I have a table called cities
:
CREATE TABLE `cities` (
`id` bigint(20) NOT NULL AUTO_INCREMENT,
`city` varchar(255) DEFAULT NULL,
`state_code` varchar(10) DEFAULT NULL,
`country_code` varchar(10) DEFAULT NULL,
`latitude` double DEFAULT NULL,
`longitude` double DEFAULT NULL,
`geom` geometry NOT NULL,
PRIMARY KEY (`id`) USING BTREE,
KEY `country_code` (`country_code`),
SPATIAL KEY `geom` (`geom`)
) ENGINE=InnoDB DEFAULT CHARSET=utf8;
It contains around 4000 rows, none of which have the state_code
field populated. I'm trying to fill that field using data I have in another table called geodata
:
CREATE TABLE `geodata` (
`region_id` bigint(20) NOT NULL AUTO_INCREMENT,
`country_code` varchar(10) CHARACTER SET utf8 COLLATE utf8_general_ci NOT NULL DEFAULT '',
`state_code` varchar(10) CHARACTER SET utf8 COLLATE utf8_general_ci NOT NULL DEFAULT '',
`geom` geometry NOT NULL,
PRIMARY KEY (`region_id`),
KEY `country_code` (`country_code`),
KEY `state_code` (`state_code`),
SPATIAL KEY `geom` (`geom`)
) ENGINE=InnoDB DEFAULT CHARSET=utf8;
That table has ~1500 rows with the polygon data for each of the US states and Canadian provinces (some states have more than one entry because the source data broke it up into multiple geometries).
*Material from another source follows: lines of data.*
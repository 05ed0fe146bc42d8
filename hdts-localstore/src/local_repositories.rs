use std::sync::Arc;

use tracing::info;

use hdts_db::repository::backend::StorageBackend;
use hdts_db::repository::initialize::Initialize;

use crate::repository::activity::{ActivityRepoFactory, ActivityRepositories};
use crate::repository::directory::{DirectoryRepoFactory, DirectoryRepositories};
use crate::repository::session::{SessionRepoFactory, SessionRepositories};
use crate::repository::ticketing::{TicketingRepoFactory, TicketingRepositories};

/// All repositories of the local store, wired over one shared backend.
///
/// Construction is cheap and touches no storage. Call [`initialize_all`]
/// once at startup before serving reads; collections already present in
/// the backend are left untouched.
///
/// [`initialize_all`]: LocalRepositories::initialize_all
pub struct LocalRepositories<B: StorageBackend> {
    backend: Arc<B>,
    pub activity_repos: ActivityRepositories<B>,
    pub directory_repos: DirectoryRepositories<B>,
    pub ticketing_repos: TicketingRepositories<B>,
    pub session_repos: SessionRepositories<B>,
}

impl<B: StorageBackend> LocalRepositories<B> {
    pub fn new(backend: Arc<B>) -> Self {
        let activity_repos = ActivityRepoFactory::new().build_all_repos(backend.clone());
        let directory_repos = DirectoryRepoFactory::new().build_all_repos(backend.clone());
        let ticketing_repos = TicketingRepoFactory::new().build_all_repos(backend.clone());
        let session_repos = SessionRepoFactory::new().build_all_repos(backend.clone());

        Self {
            backend,
            activity_repos,
            directory_repos,
            ticketing_repos,
            session_repos,
        }
    }

    pub fn backend(&self) -> Arc<B> {
        self.backend.clone()
    }

    /// Seed every collection that is still absent from the backend.
    ///
    /// The admin access token is not seeded; it only exists once issued.
    pub async fn initialize_all(&self) -> Result<(), Box<dyn std::error::Error + Send + Sync>> {
        let seeded_logs = self.activity_repos.activity_log_repository.initialize().await?;
        let seeded_users = self
            .directory_repos
            .employee_user_repository
            .initialize()
            .await?;
        let seeded_tickets = self.ticketing_repos.ticket_repository.initialize().await?;

        info!(
            seeded_logs,
            seeded_users, seeded_tickets, "local store initialized"
        );
        Ok(())
    }
}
I'm trying to find the most efficient query for looking up the cities.geom
point within all the geodata.geom
polygons, and then updating cities.state_code
with the appropriate data from the geodata
table.
Just as a test (SELECTing, not UPDATEing), I tried this:
SELECT
C.cityid_ppn,
C.city,
C.latitude,
C.longitude,
G.state_code,
G.country_code
FROM cities C
LEFT JOIN geodata G ON (
C.country_code = G.country_code
AND ST_WITHIN(C.geom, G.geom)
)
WHERE
G.country_code='CA'
AND g.state_code='ON'
;
Even with this subset of data, the query takes 9 seconds. Trying to run it on the full set (i.e. without the WHERE ...
clause above), I gave up after waiting 5 minutes.
What am I doing wrong? And what would be the best way to do the update of cities
?